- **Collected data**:
┌──

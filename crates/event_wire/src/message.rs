//! Envelope types written to the peer.
//!
//! One [`Message`] is emitted per flushed batch. The field names here are
//! part of the wire contract with the peer tooling and must not change:
//! `event_name`/`args` on each record, and a single `emit` call whose
//! argument list contains exactly one element, the batch array.

use serde::{Deserialize, Serialize};
use serde_json::{Map, Value};

/// A single buffered application event.
///
/// Created by `add_event`, appended to the active buffer, immutable
/// thereafter, and consumed when its buffer is drained by a flush.
#[derive(Debug, Clone, PartialEq, Serialize, Deserialize)]
pub struct EventRecord {
    pub event_name: String,
    /// Pass-through payload; the server never interprets it.
    pub args: Map<String, Value>,
}

impl EventRecord {
    pub fn new(event_name: impl Into<String>, args: Map<String, Value>) -> Self {
        Self {
            event_name: event_name.into(),
            args,
        }
    }
}

/// The method invocation carried by a [`Message`].
#[derive(Debug, Clone, PartialEq, Serialize, Deserialize)]
pub struct Call {
    pub method: String,
    /// Single-element list holding the batch array.
    pub args: [Vec<EventRecord>; 1],
}

/// Wire envelope for one emitted batch.
#[derive(Debug, Clone, PartialEq, Serialize, Deserialize)]
pub struct Message {
    /// Monotonically increasing per server instance, never reused.
    pub id: u64,
    pub call: Call,
}

impl Message {
    /// The only method this server invokes on its peer.
    pub const EMIT_METHOD: &'static str = "emit";

    /// Builds the `emit` envelope for a drained batch.
    pub fn emit(id: u64, batch: Vec<EventRecord>) -> Self {
        Self {
            id,
            call: Call {
                method: Self::EMIT_METHOD.to_string(),
                args: [batch],
            },
        }
    }

    /// The batch carried by this message.
    pub fn batch(&self) -> &[EventRecord] {
        &self.call.args[0]
    }
}

#[cfg(test)]
mod tests {
    use super::*;
    use serde_json::json;

    #[test]
    fn emit_envelope_has_wire_shape() {
        let mut args = Map::new();
        args.insert("x".to_string(), json!(1));
        let message = Message::emit(
            7,
            vec![
                EventRecord::new("a", Map::new()),
                EventRecord::new("b", args),
            ],
        );

        let value = serde_json::to_value(&message).unwrap();
        assert_eq!(
            value,
            json!({
                "id": 7,
                "call": {
                    "method": "emit",
                    "args": [[
                        { "event_name": "a", "args": {} },
                        { "event_name": "b", "args": { "x": 1 } },
                    ]],
                }
            })
        );
    }

    #[test]
    fn envelope_round_trips() {
        let message = Message::emit(0, vec![EventRecord::new("tick", Map::new())]);
        let bytes = serde_json::to_vec(&message).unwrap();
        let parsed: Message = serde_json::from_slice(&bytes).unwrap();
        assert_eq!(parsed, message);
        assert_eq!(parsed.batch().len(), 1);
        assert_eq!(parsed.batch()[0].event_name, "tick");
    }
}
//! Double-buffered event queue.
//!
//! Two fixed-role buffers alternate between accepting writes and being
//! drained, so serializing a batch never delays new events. Single-writer
//! access is enforced at compile time: every method takes `&mut self`,
//! and only the producer thread holds the queue.

use event_wire::EventRecord;

#[derive(Debug, Default)]
pub(crate) struct EventBuffers {
    buffers: [Vec<EventRecord>; 2],
    active: usize,
}

impl EventBuffers {
    pub fn new() -> Self {
        Self::default()
    }

    /// Appends to the active buffer.
    pub fn push(&mut self, record: EventRecord) {
        self.buffers[self.active].push(record);
    }

    pub fn active_is_empty(&self) -> bool {
        self.buffers[self.active].is_empty()
    }

    /// Flips the active index and returns the previously active slot,
    /// which from now on receives no new writes.
    pub fn swap(&mut self) -> usize {
        let draining = self.active;
        self.active = 1 - self.active;
        draining
    }

    /// Takes the records out of a slot, leaving it empty for reuse.
    pub fn drain(&mut self, slot: usize) -> Vec<EventRecord> {
        std::mem::take(&mut self.buffers[slot])
    }
}
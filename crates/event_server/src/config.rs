//! Server configuration.

use std::path::PathBuf;

/// Configuration for an [`EventServer`](crate::EventServer).
#[derive(Debug, Clone)]
pub struct EventServerConfig {
    /// Filesystem path of the socket endpoint. A stale socket file at
    /// this path is removed when the server binds.
    pub socket_path: PathBuf,

    /// Upper bound for a single outbound frame payload. A batch whose
    /// serialized form exceeds this is dropped with a warning rather
    /// than written.
    pub max_frame_len: u32,
}

impl EventServerConfig {
    pub fn new(socket_path: impl Into<PathBuf>) -> Self {
        Self {
            socket_path: socket_path.into(),
            max_frame_len: event_wire::MAX_FRAME_LEN,
        }
    }
}
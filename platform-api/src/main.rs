//! web-api entry point

use std::sync::Arc;

use anyhow::Context;
use platform_api::{run_server, AppConfig, AppState, ServerConfig, SERVICE_NAME};
use platform_core::{init_logging, load_dotenv, LoggingConfig, ProcessEnv};
use platform_gcp::{token_source_from_env, SecretManagerClient};

#[tokio::main]
async fn main() -> anyhow::Result<()> {
    let dotenv = load_dotenv();
    init_logging(&LoggingConfig::from_env(SERVICE_NAME, &ProcessEnv))?;
    if let Some(path) = dotenv {
        tracing::debug!(path = %path.display(), "Loaded .env");
    }

    let config = AppConfig::from_env(&ProcessEnv).context("invalid configuration")?;
    tracing::info!(environment = %config.environment, "Starting web-api service");

    let secrets = SecretManagerClient::new(token_source_from_env(&ProcessEnv));
    let state = AppState::bootstrap(&config, Arc::new(secrets)).await;

    let server = ServerConfig {
        bind_addr: config.bind_addr(),
    };
    run_server(state.clone(), server)
        .await
        .context("server error")?;

    tracing::info!("Shutting down web-api service");
    state.db().close().await;
    Ok(())
}
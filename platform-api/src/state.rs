//! Service context shared across handlers
//!
//! Built once at startup and handed to the router; handlers only ever read
//! it, so no locking is needed.

use std::sync::Arc;

use crate::config::{AppConfig, SERVICE_NAME};
use crate::db::ConnectionManager;
use crate::secrets::{SecretResolver, SecretStore};

/// Shared application state
#[derive(Clone)]
pub struct AppState {
    inner: Arc<AppStateInner>,
}

struct AppStateInner {
    environment: String,
    db: ConnectionManager,
}

impl AppState {
    pub fn new(environment: impl Into<String>, db: ConnectionManager) -> Self {
        Self {
            inner: Arc::new(AppStateInner {
                environment: environment.into(),
                db,
            }),
        }
    }

    /// Run the startup sequence: resolve the credential through `store`,
    /// then initialize the database. Always yields a usable state.
    pub async fn bootstrap(config: &AppConfig, store: Arc<dyn SecretStore>) -> Self {
        let resolver = SecretResolver::new(config.credentials.clone(), store);
        let db = ConnectionManager::initialize(&config.database, &resolver).await;
        Self::new(config.environment.clone(), db)
    }

    pub fn service(&self) -> &'static str {
        SERVICE_NAME
    }

    pub fn environment(&self) -> &str {
        &self.inner.environment
    }

    pub fn db(&self) -> &ConnectionManager {
        &self.inner.db
    }
}
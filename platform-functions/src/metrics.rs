//! Best-effort metric emission
//!
//! `increment_best_effort` completes the write before returning, so it is
//! done before the response goes out. Failures are logged at error level
//! and otherwise ignored: no retry, no propagation.

use async_trait::async_trait;
use platform_gcp::{GcpError, MonitoringClient};

/// Counter bumped once per processed file
pub const FILES_PROCESSED_METRIC: &str = "files_processed_count";

/// Destination for counter increments
#[async_trait]
pub trait MetricSink: Send + Sync {
    async fn increment(&self, metric: &str) -> Result<(), GcpError>;
}

/// Custom metrics in Cloud Monitoring
#[derive(Clone)]
pub struct CloudMonitoringSink {
    client: MonitoringClient,
    project_id: String,
}

impl CloudMonitoringSink {
    pub fn new(client: MonitoringClient, project_id: impl Into<String>) -> Self {
        Self {
            client,
            project_id: project_id.into(),
        }
    }
}

#[async_trait]
impl MetricSink for CloudMonitoringSink {
    async fn increment(&self, metric: &str) -> Result<(), GcpError> {
        self.client
            .write_int64_point(
                &self.project_id,
                &MonitoringClient::custom_metric_type(metric),
                1,
            )
            .await
    }
}

/// Sink used when no project is configured
#[derive(Debug, Clone, Copy, Default)]
pub struct DisabledSink;

#[async_trait]
impl MetricSink for DisabledSink {
    async fn increment(&self, metric: &str) -> Result<(), GcpError> {
        tracing::debug!(metric, "Metrics disabled, skipping increment");
        Ok(())
    }
}

/// Increment `metric`, logging and discarding any failure.
pub async fn increment_best_effort(sink: &dyn MetricSink, metric: &str) {
    match sink.increment(metric).await {
        Ok(()) => tracing::info!(metric, "Custom metric incremented successfully"),
        Err(err) => tracing::error!(metric, error = %err, "Failed to write custom metric"),
    }
}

└──

- **What this task involves**: Write out the lines of the entries, word for word, from the first through the one containing "each record, and", and stop at that line.

- **Solution**:
filename crates/event_wire/src/message.rs
//! Envelope types written to the peer.
//!
//! One [`Message`] is emitted per flushed batch. The field names here are
//! part of the wire contract with the peer tooling and must not change:
//! `event_name`/`args` on each record, and a single `emit` call whose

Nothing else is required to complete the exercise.